- [TASK ITEM]
From the data below, restate every line word for word.

- [RECORDS FOR THE TASK]
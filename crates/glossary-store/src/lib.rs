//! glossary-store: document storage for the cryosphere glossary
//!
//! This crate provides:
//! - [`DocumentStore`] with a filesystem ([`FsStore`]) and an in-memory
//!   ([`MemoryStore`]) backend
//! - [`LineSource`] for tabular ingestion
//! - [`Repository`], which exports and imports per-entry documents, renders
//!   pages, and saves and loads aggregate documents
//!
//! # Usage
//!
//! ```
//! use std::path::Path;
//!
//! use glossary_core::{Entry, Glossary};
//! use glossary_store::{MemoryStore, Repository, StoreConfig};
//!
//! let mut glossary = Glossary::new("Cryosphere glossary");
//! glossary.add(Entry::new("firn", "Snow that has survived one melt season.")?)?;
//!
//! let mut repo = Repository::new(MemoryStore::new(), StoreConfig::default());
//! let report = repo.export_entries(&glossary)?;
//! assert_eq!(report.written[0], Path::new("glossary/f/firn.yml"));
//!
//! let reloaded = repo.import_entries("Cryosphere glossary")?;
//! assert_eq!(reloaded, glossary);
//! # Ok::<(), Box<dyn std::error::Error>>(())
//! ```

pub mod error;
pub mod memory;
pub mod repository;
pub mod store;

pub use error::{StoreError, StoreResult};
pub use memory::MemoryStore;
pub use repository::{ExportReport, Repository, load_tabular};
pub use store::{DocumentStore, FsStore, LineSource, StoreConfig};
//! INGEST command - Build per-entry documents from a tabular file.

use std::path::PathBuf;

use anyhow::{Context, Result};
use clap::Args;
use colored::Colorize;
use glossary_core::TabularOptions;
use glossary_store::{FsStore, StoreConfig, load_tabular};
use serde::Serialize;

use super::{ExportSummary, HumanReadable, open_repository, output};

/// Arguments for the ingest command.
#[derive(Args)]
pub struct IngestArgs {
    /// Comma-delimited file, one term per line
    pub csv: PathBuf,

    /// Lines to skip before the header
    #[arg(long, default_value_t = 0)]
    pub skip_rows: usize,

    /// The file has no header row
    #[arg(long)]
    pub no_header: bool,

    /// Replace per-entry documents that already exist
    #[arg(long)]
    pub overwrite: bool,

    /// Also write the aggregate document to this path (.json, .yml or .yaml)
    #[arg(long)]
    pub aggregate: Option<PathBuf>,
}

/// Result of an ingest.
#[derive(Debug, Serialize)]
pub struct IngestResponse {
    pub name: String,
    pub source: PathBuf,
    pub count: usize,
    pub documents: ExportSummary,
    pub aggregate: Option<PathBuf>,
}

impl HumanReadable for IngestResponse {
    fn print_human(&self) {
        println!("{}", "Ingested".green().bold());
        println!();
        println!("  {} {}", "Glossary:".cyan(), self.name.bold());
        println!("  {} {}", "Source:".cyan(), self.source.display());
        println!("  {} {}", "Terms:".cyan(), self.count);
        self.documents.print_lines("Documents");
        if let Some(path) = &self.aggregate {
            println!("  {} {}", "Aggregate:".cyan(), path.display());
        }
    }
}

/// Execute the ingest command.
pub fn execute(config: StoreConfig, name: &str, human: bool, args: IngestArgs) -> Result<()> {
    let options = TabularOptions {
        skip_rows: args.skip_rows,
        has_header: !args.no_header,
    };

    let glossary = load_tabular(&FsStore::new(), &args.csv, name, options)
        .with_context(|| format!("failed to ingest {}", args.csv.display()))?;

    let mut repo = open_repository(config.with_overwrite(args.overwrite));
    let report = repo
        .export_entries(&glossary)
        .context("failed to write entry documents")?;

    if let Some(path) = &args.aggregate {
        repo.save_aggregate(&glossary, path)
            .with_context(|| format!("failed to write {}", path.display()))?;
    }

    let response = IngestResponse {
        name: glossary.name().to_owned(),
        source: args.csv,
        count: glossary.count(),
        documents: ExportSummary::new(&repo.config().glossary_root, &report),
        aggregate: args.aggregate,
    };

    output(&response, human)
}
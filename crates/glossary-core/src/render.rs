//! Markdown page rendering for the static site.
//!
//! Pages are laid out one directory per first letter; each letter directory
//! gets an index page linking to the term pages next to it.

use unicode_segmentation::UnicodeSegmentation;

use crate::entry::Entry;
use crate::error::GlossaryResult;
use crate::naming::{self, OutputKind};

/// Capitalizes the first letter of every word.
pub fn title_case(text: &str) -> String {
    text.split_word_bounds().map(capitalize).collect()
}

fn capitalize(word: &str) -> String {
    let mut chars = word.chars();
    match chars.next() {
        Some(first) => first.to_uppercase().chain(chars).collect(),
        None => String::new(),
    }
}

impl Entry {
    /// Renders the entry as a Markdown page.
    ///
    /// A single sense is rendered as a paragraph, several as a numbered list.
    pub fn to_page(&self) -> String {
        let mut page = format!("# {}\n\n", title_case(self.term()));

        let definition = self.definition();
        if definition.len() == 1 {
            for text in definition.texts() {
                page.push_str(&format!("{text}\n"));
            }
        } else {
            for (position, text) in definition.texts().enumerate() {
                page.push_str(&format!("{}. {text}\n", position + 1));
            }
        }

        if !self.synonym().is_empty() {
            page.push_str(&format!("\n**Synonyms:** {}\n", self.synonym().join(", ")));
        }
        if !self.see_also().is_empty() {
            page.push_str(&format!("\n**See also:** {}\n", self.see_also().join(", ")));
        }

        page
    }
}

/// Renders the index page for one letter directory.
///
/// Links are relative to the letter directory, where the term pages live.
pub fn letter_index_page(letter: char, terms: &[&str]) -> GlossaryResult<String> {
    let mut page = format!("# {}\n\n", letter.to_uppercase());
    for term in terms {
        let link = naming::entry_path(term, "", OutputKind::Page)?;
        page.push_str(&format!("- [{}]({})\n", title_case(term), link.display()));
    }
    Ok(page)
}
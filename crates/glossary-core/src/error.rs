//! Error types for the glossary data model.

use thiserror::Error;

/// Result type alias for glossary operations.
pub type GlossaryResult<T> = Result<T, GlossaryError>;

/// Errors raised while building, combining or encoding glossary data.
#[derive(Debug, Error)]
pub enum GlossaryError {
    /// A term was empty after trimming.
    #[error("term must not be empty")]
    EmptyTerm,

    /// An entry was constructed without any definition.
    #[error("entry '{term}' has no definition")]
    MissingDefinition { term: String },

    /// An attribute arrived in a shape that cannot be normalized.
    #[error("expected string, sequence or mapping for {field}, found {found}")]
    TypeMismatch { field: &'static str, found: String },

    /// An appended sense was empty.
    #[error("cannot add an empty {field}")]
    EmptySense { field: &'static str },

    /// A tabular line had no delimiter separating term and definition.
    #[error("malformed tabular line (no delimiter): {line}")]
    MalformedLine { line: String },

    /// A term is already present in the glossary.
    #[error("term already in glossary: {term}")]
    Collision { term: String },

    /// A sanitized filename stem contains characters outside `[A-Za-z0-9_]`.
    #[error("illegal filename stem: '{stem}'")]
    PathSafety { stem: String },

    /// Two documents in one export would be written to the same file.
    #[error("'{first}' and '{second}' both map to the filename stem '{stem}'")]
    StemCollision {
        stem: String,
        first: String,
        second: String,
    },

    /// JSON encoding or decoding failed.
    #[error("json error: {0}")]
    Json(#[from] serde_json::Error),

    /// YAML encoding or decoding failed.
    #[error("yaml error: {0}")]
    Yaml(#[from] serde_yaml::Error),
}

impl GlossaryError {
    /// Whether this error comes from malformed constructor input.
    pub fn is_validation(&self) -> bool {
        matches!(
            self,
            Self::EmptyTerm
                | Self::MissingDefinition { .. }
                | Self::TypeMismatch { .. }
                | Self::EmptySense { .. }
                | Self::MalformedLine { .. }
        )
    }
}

- [OUTPUT OF THE TASK]
filename crates/glossary-store/src/lib.rs
//! glossary-store: document storage for the cryosphere glossary
//!
//! This crate provides:
//! - [`DocumentStore`] with a filesystem ([`FsStore`]) and an in-memory
//!   ([`MemoryStore`]) backend
//! - [`LineSource`] for tabular ingestion
//! - [`Repository`], which exports and imports per-entry documents, renders
//!   pages, and saves and loads aggregate documents
//!
//! # Usage
//!
//! ```
//! use std::path::Path;
//!
//! use glossary_core::{Entry, Glossary};
//! use glossary_store::{MemoryStore, Repository, StoreConfig};
//!
//! let mut glossary = Glossary::new("Cryosphere glossary");
//! glossary.add(Entry::new("firn", "Snow that has survived one melt season.")?)?;
//!
//! let mut repo = Repository::new(MemoryStore::new(), StoreConfig::default());
//! let report = repo.export_entries(&glossary)?;
//! assert_eq!(report.written[0], Path::new("glossary/f/firn.yml"));
//!
//! let reloaded = repo.import_entries("Cryosphere glossary")?;
//! assert_eq!(reloaded, glossary);
//! # Ok::<(), Box<dyn std::error::Error>>(())
//! ```

pub mod error;
pub mod memory;
pub mod repository;
pub mod store;

pub use error::{StoreError, StoreResult};
pub use memory::MemoryStore;
pub use repository::{ExportReport, Repository, load_tabular};
pub use store::{DocumentStore, FsStore, LineSource, StoreConfig};
//! INGEST command - Build per-entry documents from a tabular file.

use std::path::PathBuf;

use anyhow::{Context, Result};
use clap::Args;
use colored::Colorize;
use glossary_core::TabularOptions;
use glossary_store::{FsStore, StoreConfig, load_tabular};
use serde::Serialize;

use super::{ExportSummary, HumanReadable, open_repository, output};

/// Arguments for the ingest command.
#[derive(Args)]
pub struct IngestArgs {
    /// Comma-delimited file, one term per line
    pub csv: PathBuf,

    /// Lines to skip before the header
    #[arg(long, default_value_t = 0)]
    pub skip_rows: usize,

    /// The file has no header row
    #[arg(long)]
    pub no_header: bool,

    /// Replace per-entry documents that already exist
    #[arg(long)]
    pub overwrite: bool,

    /// Also write the aggregate document to this path (.json, .yml or .yaml)
    #[arg(long)]
    pub aggregate: Option<PathBuf>,
}

/// Result of an ingest.
#[derive(Debug, Serialize)]
pub struct IngestResponse {
    pub name: String,
    pub source: PathBuf,
    pub count: usize,
    pub documents: ExportSummary,
    pub aggregate: Option<PathBuf>,
}

impl HumanReadable for IngestResponse {
    fn print_human(&self) {
        println!("{}", "Ingested".green().bold());
        println!();
        println!("  {} {}", "Glossary:".cyan(), self.name.bold());
        println!("  {} {}", "Source:".cyan(), self.source.display());
        println!("  {} {}", "Terms:".cyan(), self.count);
        self.documents.print_lines("Documents");
        if let Some(path) = &self.aggregate {
            println!("  {} {}", "Aggregate:".cyan(), path.display());
        }
    }
}

/// Execute the ingest command.
pub fn execute(config: StoreConfig, name: &str, human: bool, args: IngestArgs) -> Result<()> {
    let options = TabularOptions {
        skip_rows: args.skip_rows,
        has_header: !args.no_header,
    };

    let glossary = load_tabular(&FsStore::new(), &args.csv, name, options)
        .with_context(|| format!("failed to ingest {}", args.csv.display()))?;

    let mut repo = open_repository(config.with_overwrite(args.overwrite));
    let report = repo
        .export_entries(&glossary)
        .context("failed to write entry documents")?;

    if let Some(path) = &args.aggregate {
        repo.save_aggregate(&glossary, path)
            .with_context(|| format!("failed to write {}", path.display()))?;
    }

    let response = IngestResponse {
        name: glossary.name().to_owned(),
        source: args.csv,
        count: glossary.count(),
        documents: ExportSummary::new(&repo.config().glossary_root, &report),
        aggregate: args.aggregate,
    };

    output(&response, human)
}
filename crates/glossary-core/src/render.rs
//! Markdown page rendering for the static site.
//!
//! Pages are laid out one directory per first letter; each letter directory
//! gets an index page linking to the term pages next to it.

use unicode_segmentation::UnicodeSegmentation;

use crate::entry::Entry;
use crate::error::GlossaryResult;
use crate::naming::{self, OutputKind};

/// Capitalizes the first letter of every word.
pub fn title_case(text: &str) -> String {
    text.split_word_bounds().map(capitalize).collect()
}

fn capitalize(word: &str) -> String {
    let mut chars = word.chars();
    match chars.next() {
        Some(first) => first.to_uppercase().chain(chars).collect(),
        None => String::new(),
    }
}

impl Entry {
    /// Renders the entry as a Markdown page.
    ///
    /// A single sense is rendered as a paragraph, several as a numbered list.
    pub fn to_page(&self) -> String {
        let mut page = format!("# {}\n\n", title_case(self.term()));

        let definition = self.definition();
        if definition.len() == 1 {
            for text in definition.texts() {
                page.push_str(&format!("{text}\n"));
            }
        } else {
            for (position, text) in definition.texts().enumerate() {
                page.push_str(&format!("{}. {text}\n", position + 1));
            }
        }

        if !self.synonym().is_empty() {
            page.push_str(&format!("\n**Synonyms:** {}\n", self.synonym().join(", ")));
        }
        if !self.see_also().is_empty() {
            page.push_str(&format!("\n**See also:** {}\n", self.see_also().join(", ")));
        }

        page
    }
}

/// Renders the index page for one letter directory.
///
/// Links are relative to the letter directory, where the term pages live.
pub fn letter_index_page(letter: char, terms: &[&str]) -> GlossaryResult<String> {
    let mut page = format!("# {}\n\n", letter.to_uppercase());
    for term in terms {
        let link = naming::entry_path(term, "", OutputKind::Page)?;
        page.push_str(&format!("- [{}]({})\n", title_case(term), link.display()));
    }
    Ok(page)
}
filename crates/glossary-core/src/error.rs
//! Error types for the glossary data model.

use thiserror::Error;

/// Result type alias for glossary operations.
pub type GlossaryResult<T> = Result<T, GlossaryError>;

/// Errors raised while building, combining or encoding glossary data.
#[derive(Debug, Error)]
pub enum GlossaryError {
    /// A term was empty after trimming.
    #[error("term must not be empty")]
    EmptyTerm,

    /// An entry was constructed without any definition.
    #[error("entry '{term}' has no definition")]
    MissingDefinition { term: String },

    /// An attribute arrived in a shape that cannot be normalized.
    #[error("expected string, sequence or mapping for {field}, found {found}")]
    TypeMismatch { field: &'static str, found: String },

    /// An appended sense was empty.
    #[error("cannot add an empty {field}")]
    EmptySense { field: &'static str },

    /// A tabular line had no delimiter separating term and definition.
    #[error("malformed tabular line (no delimiter): {line}")]
    MalformedLine { line: String },

    /// A term is already present in the glossary.
    #[error("term already in glossary: {term}")]
    Collision { term: String },

    /// A sanitized filename stem contains characters outside `[A-Za-z0-9_]`.
    #[error("illegal filename stem: '{stem}'")]
    PathSafety { stem: String },

    /// Two documents in one export would be written to the same file.
    #[error("'{first}' and '{second}' both map to the filename stem '{stem}'")]
    StemCollision {
        stem: String,
        first: String,
        second: String,
    },

    /// JSON encoding or decoding failed.
    #[error("json error: {0}")]
    Json(#[from] serde_json::Error),

    /// YAML encoding or decoding failed.
    #[error("yaml error: {0}")]
    Yaml(#[from] serde_yaml::Error),
}

impl GlossaryError {
    /// Whether this error comes from malformed constructor input.
    pub fn is_validation(&self) -> bool {
        matches!(
            self,
            Self::EmptyTerm
                | Self::MissingDefinition { .. }
                | Self::TypeMismatch { .. }
                | Self::EmptySense { .. }
                | Self::MalformedLine { .. }
        )
    }
}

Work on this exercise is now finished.